One of the most important changes to the bullet-shooting crossbow was the strong, upwardly curved bow. This allowed the strings and pouch, which hold and launch the bullet, to be placed away from the rest of the gun. This allowed for a straighter stock or body of the crossbow, which utilizes stronger springs to launch bullets faster and more accurately.

Though it was used extensively for hunting, the bullet-shooting crossbow was not significantly improved until the late 18th century. The English changed the design to allow for a more powerful spring and larger ammunition. The bow was adapted to shoot half ounce lead bullets, which are more accurate and do much more damage than stones and clay pellets.

The bullet-shooting crossbow featured many similarities to the slingshot, a similar weapon. Both feature a pouch that holds a small projectile. In comparison tests, the bullet-shooting crossbow only shoots slightly faster, but much more accurately than the slingshot. A catapult is faster and can be quite accurate, but is not as powerful as the stronger pellet bows and elastic is a relatively modern invention.

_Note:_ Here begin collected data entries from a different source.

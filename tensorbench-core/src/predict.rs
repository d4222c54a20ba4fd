use crate::{EncodeError, TensorPayload, DEFAULT_MODEL_NAME};
use bytes::Bytes;
use serde::{Deserialize, Serialize};
use serde_json::{Map, Value};
use std::collections::BTreeMap;

#[derive(Debug, Clone, PartialEq, Eq, Serialize, Deserialize)]
pub struct ModelSpec {
    pub name: String,
    pub signature_name: Option<String>,
    pub version: Option<u64>,
}

impl ModelSpec {
    pub fn new(name: &str) -> Self {
        Self {
            name: name.to_string(),
            signature_name: None,
            version: None,
        }
    }

    pub fn signature_name(mut self, signature_name: &str) -> Self {
        self.signature_name = Some(signature_name.to_string());
        self
    }

    pub fn version(mut self, version: u64) -> Self {
        self.version = Some(version);
        self
    }
}

impl Default for ModelSpec {
    fn default() -> Self {
        Self::new(DEFAULT_MODEL_NAME)
    }
}

/// The body of every call issued during a benchmark: a model and its named input tensors.
///
/// The REST encoding is computed when the request is built, so issuing a call only copies a
/// reference-counted buffer.
#[derive(Debug, Clone, PartialEq, Serialize, Deserialize)]
#[serde(from = "RawPredictRequest", into = "RawPredictRequest")]
pub struct PredictRequest {
    model_spec: ModelSpec,
    inputs: BTreeMap<String, TensorPayload>,
    rest_path: String,
    rest_body: Bytes,
}

#[derive(Serialize, Deserialize)]
struct RawPredictRequest {
    model_spec: ModelSpec,
    inputs: BTreeMap<String, TensorPayload>,
}

impl From<RawPredictRequest> for PredictRequest {
    fn from(raw: RawPredictRequest) -> Self {
        Self::build(raw.model_spec, raw.inputs)
    }
}

impl From<PredictRequest> for RawPredictRequest {
    fn from(request: PredictRequest) -> Self {
        Self {
            model_spec: request.model_spec,
            inputs: request.inputs,
        }
    }
}

impl PredictRequest {
    pub fn new(model_spec: ModelSpec) -> Self {
        Self::build(model_spec, BTreeMap::new())
    }

    pub fn input(self, name: &str, tensor: TensorPayload) -> Self {
        let mut inputs = self.inputs;
        inputs.insert(name.to_string(), tensor);
        Self::build(self.model_spec, inputs)
    }

    /// Build a request from a JSON object mapping input names to nested numeric arrays.
    ///
    /// # Errors
    ///
    /// Fails if the value is not a non-empty object, or if any input fails to encode (see
    /// [`TensorPayload::from_json`]).
    pub fn from_json(model_spec: ModelSpec, value: &Value) -> Result<Self, EncodeError> {
        let Value::Object(map) = value else {
            return Err(EncodeError::InvalidPayloadShape(
                "inputs must be a JSON object".to_string(),
            ));
        };

        if map.is_empty() {
            return Err(EncodeError::InvalidPayloadShape(
                "at least one input is required".to_string(),
            ));
        }

        let inputs = map
            .iter()
            .map(|(name, value)| {
                TensorPayload::from_json(value)
                    .map(|tensor| (name.clone(), tensor))
                    .map_err(|err| err.in_input(name))
            })
            .collect::<Result<_, _>>()?;

        Ok(Self::build(model_spec, inputs))
    }

    fn build(model_spec: ModelSpec, inputs: BTreeMap<String, TensorPayload>) -> Self {
        let rest_path = match model_spec.version {
            Some(version) => format!("v1/models/{}/versions/{version}:predict", model_spec.name),
            None => format!("v1/models/{}:predict", model_spec.name),
        };
        let rest_body = Bytes::from(rest_body(&model_spec, &inputs).to_string());

        Self {
            model_spec,
            inputs,
            rest_path,
            rest_body,
        }
    }

    pub fn model_spec(&self) -> &ModelSpec {
        &self.model_spec
    }

    pub fn inputs(&self) -> &BTreeMap<String, TensorPayload> {
        &self.inputs
    }

    /// Path of the REST predict endpoint, relative to the server root.
    pub fn rest_path(&self) -> &str {
        &self.rest_path
    }

    /// Serialized JSON body of the REST predict endpoint, using the columnar `inputs` format.
    pub fn rest_body(&self) -> Bytes {
        self.rest_body.clone()
    }
}

fn rest_body(model_spec: &ModelSpec, inputs: &BTreeMap<String, TensorPayload>) -> Value {
    let inputs: Map<String, Value> = inputs
        .iter()
        .map(|(name, tensor)| (name.clone(), tensor.to_nested_json()))
        .collect();

    let mut body = Map::new();
    if let Some(signature_name) = &model_spec.signature_name {
        body.insert(
            "signature_name".to_string(),
            Value::String(signature_name.clone()),
        );
    }
    body.insert("inputs".to_string(), Value::Object(inputs));

    Value::Object(body)
}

With the invention of safe, more powerful, and more accurate rifles, the bullet-shooting crossbow became obsolete shortly after. By the time the 19th century came around, the bow appeared to be on its way out. Gunpowder is much more powerful and destructive than a crossbow, and guns quickly became the new weapon of choice both for hunting and war.

==Uses==
Because most bullet-shooting crossbows use small bullets, the bullet-shooting crossbow was used primarily for hunting. The small caliber rounds are perfect for killing animals like birds and rats. Being a crossbow, it does not produce much sound. Even though more powerful weapons were invented, like the air gun, the bullet-shooting crossbow was used extensively throughout history because it was not loud enough to scare prey off.

==Flaws==
Many intended to use the bullet-shooting crossbow as a weapon of war, but it had its limitations. While the bow worked well on small animals like squirrels and birds, it was not powerful enough to be a reliable weapon in war. The velocity was too low for the bullets or stone to pierce skin, and therefore it did not cause much damage to humans. The bullet-shooting crossbow had the potential to fracture skulls, but as this was the only effective way to take down the enemy, the bullet-shooting crossbow failed to match the standard crossbow, firing bolts or quarrels in wartime.

In addition to the low-velocity shots of the bullet-shooting crossbow, the projectiles were not as effective as the bolt on the standard crossbow. The sharp bolts of the crossbow did more damage than the slow-moving, blunt bullets of the bullet-shooting crossbow. Because the standard bolt does more damage, the bullet-shooting crossbow was reserved for hunting smaller animals. There was no reason to use a bolt-shooting crossbow to hunt squirrels when a smaller, less-powerful weapon could get the job done just as effectively.

Another flaw lies in the material of choice: steel. Steel bows require more energy to return the bow to its original position and therefore deliver less energy to the shot itself. Bows made of wood typically shot much faster than those made of steel.